Utah established a grant program for mental health resources for first responders and requires those resources to be available to all employees, spouses, children, and retirees as well. Additionally, Alaska, Arizona and Florida all made efforts to implement licensed counseling programs or peer-to-peer counseling for public safety officers.
In terms of benefits and coverage, Florida, Virginia, and Connecticut all began defining post-traumatic stress disorder as a compensable occupational disease for first responders in 2023. These states vary in their approaches, but most provide workers’ compensation from the time of the qualifying event or diagnosis.

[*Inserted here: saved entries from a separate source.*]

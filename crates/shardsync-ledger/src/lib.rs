//! Ledger client boundary for shardsync.
//!
//! The ledger is the authority on which slots exist and what each of them
//! must contain. This crate provides:
//! - the [`LedgerSource`] trait the storage manager consumes
//! - [`InMemoryLedger`], a scriptable ledger for tests, demos and embedding

pub mod error;
pub mod memory;
pub mod traits;

pub use error::{LedgerError, LedgerResult};
pub use memory::{blob_commitment, InMemoryLedger};
pub use traits::LedgerSource;
//! Injected time source.
//!
//! All wall-clock reads go through [`Clock`] so tests can simulate arbitrary
//! times without real waiting.

use chrono::{DateTime, Local, NaiveDate, NaiveDateTime, NaiveTime, TimeZone, Utc};

pub trait Clock: Send + Sync {
    /// Current instant.
    fn now(&self) -> DateTime<Utc>;

    /// Current local wall-clock date and time.
    fn now_local(&self) -> NaiveDateTime;

    /// Current local calendar date.
    fn today(&self) -> NaiveDate {
        self.now_local().date()
    }

    /// Current local time of day.
    fn time_of_day(&self) -> NaiveTime {
        self.now_local().time()
    }
}

/// Real system clock.
#[derive(Debug, Clone, Copy, Default)]
pub struct SystemClock;

impl Clock for SystemClock {
    fn now(&self) -> DateTime<Utc> {
        Utc::now()
    }

    fn now_local(&self) -> NaiveDateTime {
        Local::now().naive_local()
    }
}

/// Settable clock for tests. Treats the configured wall clock as UTC so that
/// instants and local times stay consistent.
#[derive(Debug)]
pub struct FixedClock {
    now: parking_lot::Mutex<NaiveDateTime>,
}

impl FixedClock {
    pub fn at(now: NaiveDateTime) -> Self {
        Self {
            now: parking_lot::Mutex::new(now),
        }
    }

    pub fn set(&self, now: NaiveDateTime) {
        *self.now.lock() = now;
    }

    pub fn advance(&self, delta: chrono::Duration) {
        let mut now = self.now.lock();
        *now += delta;
    }
}

impl Clock for FixedClock {
    fn now(&self) -> DateTime<Utc> {
        Utc.from_utc_datetime(&self.now.lock())
    }

    fn now_local(&self) -> NaiveDateTime {
        *self.now.lock()
    }
}

#[cfg(test)]
mod tests {
    #![allow(clippy::unwrap_used, clippy::expect_used, clippy::panic)]
    use super::*;

    fn dt(s: &str) -> NaiveDateTime {
        NaiveDateTime::parse_from_str(s, "%Y-%m-%d %H:%M:%S").unwrap()
    }

    #[test]
    fn test_fixed_clock_set_and_advance() {
        let clock = FixedClock::at(dt("2024-06-21 10:00:00"));
        assert_eq!(clock.time_of_day(), NaiveTime::from_hms_opt(10, 0, 0).unwrap());
        assert_eq!(clock.today(), NaiveDate::from_ymd_opt(2024, 6, 21).unwrap());

        clock.advance(chrono::Duration::hours(15));
        assert_eq!(clock.today(), NaiveDate::from_ymd_opt(2024, 6, 22).unwrap());

        clock.set(dt("2024-06-23 00:00:01"));
        assert_eq!(clock.now().date_naive(), clock.today());
    }
}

If a traumatic event does occur in the line of duty, it can create or exacerbate a physical or mental condition for the officers involved. Therefore, Montana has ensured protection for law enforcement personnel by specifying that a peace officer's certification may not be revoked solely on the basis of a mental illness.
States have continued to refine their certification processes and implement new processes for decertification, following the initial surge of legislative changes in 2020.
New Jersey is the latest state to implement a decertification process, something nearly every state has a law to address. NJ S 2742 allows the Police Training Commission (PTC) to suspend, revoke, or deny a license if an individual does not meet any standard or requirement prescribed by the commission. The denial of a license can extend to renewals as well. The law also requires the PTC to revoke an officer’s license if they are convicted of an act of domestic violence, an offense that would preclude them from carrying a firearm, or a crime in any other state.
New Jersey and Nevada have also included provisions mandating that state police officer standards and training boards submit information to the National Decertification Index (NDI) on any decision to revoke an officer’s certification. Nationally, participation in the NDI is voluntary and each state may opt in or out, but several states have acted recently to codify their participation. The NDI can be a powerful tool for hiring authorities to avoid hiring officers who lost their badges due to gross misconduct, illegal activity, or other serious offenses.
Other Notable Actions
To foster positive community perception of policing, states are also becoming more cognizant of the culture within agencies. There is significant interest in departments conducting a "cultural assessment," or allowing third parties to observe the culture of individual police departments and provide a report from focus groups, interviews with officers and civilians, custodial staff, and prosecutors.
Along with this “community perception” trend, Rhode Island has mandated the creation of a strategic plan to increase cultural competency by requiring all state employees to annually receive a cultural competency training program. These programs can train officers to respond more respectfully and effectively to people from all cultures, economic statuses, races, disabilities, religions and genders.